** Opening INPUT block **
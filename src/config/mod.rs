//! Configuration module for the appliance controller.
//!
//! Provides `AppConfig` (top-level settings), sub-configs for each subsystem,
//! `AppPaths` for platform directories, and TOML persistence via
//! `AppConfig::load_from` / `AppConfig::save_to`.

pub mod paths;
pub mod settings;

pub use paths::AppPaths;
pub use settings::{
    AppConfig, AudioConfig, BackendKind, GpioConfig, KeyboardConfig, LanguageConfig, TimingConfig,
};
** Closing INPUT block **
# AIM OF THE EXERCISE
Report the number of lines above holding "AppPaths", and only that.

# RESPONSE TO THIS TASK
2